→ Task statement: Which lines of the records below contain the word "ConnectionManager"? Copy each of them out.

** Opening Information provided block **

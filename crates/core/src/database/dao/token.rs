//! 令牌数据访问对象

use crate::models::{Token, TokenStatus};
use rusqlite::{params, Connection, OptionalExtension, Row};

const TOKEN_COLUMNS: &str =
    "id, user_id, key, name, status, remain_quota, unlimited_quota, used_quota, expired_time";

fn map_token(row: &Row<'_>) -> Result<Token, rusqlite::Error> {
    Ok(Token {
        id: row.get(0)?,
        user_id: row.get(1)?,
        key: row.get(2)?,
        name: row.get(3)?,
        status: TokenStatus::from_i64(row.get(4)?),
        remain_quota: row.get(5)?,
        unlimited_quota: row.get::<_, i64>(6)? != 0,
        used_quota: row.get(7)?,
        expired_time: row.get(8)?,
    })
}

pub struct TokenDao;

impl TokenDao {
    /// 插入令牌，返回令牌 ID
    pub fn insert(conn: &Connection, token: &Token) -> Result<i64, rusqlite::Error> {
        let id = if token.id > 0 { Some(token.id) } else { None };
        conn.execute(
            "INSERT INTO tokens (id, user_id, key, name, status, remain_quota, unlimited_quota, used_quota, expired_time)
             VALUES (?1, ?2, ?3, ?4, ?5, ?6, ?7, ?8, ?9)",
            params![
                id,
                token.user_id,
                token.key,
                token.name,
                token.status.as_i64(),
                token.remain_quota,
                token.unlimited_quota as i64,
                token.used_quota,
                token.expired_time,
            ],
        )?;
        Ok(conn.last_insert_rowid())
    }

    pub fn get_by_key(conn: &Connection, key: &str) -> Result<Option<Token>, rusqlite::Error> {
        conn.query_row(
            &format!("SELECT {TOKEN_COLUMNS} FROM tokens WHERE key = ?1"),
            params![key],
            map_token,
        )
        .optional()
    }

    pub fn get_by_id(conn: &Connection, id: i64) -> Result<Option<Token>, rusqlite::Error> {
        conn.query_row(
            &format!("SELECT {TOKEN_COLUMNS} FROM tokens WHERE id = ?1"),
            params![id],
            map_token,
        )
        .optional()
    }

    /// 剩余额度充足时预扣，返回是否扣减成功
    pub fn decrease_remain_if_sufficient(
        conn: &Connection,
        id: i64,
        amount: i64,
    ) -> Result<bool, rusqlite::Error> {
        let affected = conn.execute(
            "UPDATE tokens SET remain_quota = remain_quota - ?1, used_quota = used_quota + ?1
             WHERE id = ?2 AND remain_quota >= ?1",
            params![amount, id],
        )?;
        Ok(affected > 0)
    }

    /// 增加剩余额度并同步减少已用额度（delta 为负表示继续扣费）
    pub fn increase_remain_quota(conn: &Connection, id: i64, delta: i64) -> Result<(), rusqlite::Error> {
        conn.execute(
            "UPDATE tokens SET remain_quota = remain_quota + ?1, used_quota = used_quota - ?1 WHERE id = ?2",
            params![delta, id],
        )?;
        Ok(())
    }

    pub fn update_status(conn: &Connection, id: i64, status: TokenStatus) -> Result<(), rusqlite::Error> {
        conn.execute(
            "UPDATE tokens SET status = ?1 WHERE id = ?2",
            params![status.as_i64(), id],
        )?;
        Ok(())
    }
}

** Closing Information provided block **
** Opening Information provided block **

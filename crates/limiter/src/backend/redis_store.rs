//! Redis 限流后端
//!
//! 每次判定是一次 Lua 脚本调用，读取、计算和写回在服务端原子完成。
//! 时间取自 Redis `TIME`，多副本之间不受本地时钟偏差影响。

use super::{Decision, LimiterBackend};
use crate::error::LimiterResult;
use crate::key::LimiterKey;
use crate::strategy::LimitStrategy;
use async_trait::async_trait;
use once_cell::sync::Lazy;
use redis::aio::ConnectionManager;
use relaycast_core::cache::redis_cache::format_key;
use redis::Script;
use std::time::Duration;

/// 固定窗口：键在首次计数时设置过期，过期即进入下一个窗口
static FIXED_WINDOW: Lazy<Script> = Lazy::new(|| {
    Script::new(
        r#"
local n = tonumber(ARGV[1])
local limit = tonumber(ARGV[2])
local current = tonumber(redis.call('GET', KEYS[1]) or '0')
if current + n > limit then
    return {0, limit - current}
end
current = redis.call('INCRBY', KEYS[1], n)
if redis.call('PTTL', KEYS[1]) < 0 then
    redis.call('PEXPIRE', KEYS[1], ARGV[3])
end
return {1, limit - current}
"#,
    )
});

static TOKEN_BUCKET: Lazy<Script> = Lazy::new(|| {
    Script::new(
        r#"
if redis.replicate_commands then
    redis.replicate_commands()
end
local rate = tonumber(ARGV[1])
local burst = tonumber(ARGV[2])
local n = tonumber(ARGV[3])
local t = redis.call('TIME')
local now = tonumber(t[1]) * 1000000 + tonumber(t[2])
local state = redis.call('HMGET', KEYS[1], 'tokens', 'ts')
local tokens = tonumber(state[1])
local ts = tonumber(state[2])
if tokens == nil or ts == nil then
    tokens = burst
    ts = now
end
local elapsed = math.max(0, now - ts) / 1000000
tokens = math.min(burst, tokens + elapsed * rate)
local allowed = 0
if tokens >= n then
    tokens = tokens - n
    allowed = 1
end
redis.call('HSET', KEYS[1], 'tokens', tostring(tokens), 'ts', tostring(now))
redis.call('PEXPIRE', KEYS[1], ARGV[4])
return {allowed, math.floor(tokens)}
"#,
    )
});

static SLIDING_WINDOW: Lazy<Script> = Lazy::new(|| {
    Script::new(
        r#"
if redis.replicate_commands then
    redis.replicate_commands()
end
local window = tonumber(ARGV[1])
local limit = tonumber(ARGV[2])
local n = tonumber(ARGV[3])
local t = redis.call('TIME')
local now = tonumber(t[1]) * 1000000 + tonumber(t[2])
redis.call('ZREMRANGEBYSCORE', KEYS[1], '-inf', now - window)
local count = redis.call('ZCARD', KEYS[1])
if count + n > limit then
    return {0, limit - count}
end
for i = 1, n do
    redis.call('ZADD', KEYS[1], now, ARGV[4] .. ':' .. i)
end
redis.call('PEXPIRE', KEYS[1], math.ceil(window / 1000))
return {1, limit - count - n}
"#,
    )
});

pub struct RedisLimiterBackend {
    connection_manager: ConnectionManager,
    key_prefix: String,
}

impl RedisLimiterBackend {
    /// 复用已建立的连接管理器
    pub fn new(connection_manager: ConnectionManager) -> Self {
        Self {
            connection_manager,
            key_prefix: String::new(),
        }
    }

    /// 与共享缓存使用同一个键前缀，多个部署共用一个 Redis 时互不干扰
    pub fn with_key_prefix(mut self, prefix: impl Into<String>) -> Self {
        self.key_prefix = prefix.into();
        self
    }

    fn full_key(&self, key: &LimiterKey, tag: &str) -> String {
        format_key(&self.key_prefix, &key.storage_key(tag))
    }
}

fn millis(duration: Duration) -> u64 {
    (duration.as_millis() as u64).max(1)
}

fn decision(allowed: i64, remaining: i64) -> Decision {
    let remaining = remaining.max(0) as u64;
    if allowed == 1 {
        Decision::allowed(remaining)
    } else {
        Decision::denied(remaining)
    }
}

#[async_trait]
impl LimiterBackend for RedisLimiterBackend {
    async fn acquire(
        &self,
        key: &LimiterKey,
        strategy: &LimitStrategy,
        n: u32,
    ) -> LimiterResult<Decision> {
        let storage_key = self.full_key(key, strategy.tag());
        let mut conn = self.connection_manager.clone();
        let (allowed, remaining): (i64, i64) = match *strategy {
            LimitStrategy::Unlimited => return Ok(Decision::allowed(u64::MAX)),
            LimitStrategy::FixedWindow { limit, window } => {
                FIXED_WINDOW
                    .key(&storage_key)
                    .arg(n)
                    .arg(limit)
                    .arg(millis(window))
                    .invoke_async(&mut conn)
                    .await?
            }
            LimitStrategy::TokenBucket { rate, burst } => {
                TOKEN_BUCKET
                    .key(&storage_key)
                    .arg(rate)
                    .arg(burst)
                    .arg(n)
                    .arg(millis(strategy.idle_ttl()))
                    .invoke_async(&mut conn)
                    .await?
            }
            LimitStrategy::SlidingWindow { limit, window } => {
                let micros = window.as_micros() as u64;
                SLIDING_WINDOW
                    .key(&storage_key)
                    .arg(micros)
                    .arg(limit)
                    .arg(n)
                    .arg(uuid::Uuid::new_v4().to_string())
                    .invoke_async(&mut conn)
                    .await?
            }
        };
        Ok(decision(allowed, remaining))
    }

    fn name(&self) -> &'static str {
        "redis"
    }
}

** Closing Information provided block **

→ Expected answer:
use redis::aio::ConnectionManager;
    connection_manager: ConnectionManager,
    pub fn new(connection_manager: ConnectionManager) -> Self {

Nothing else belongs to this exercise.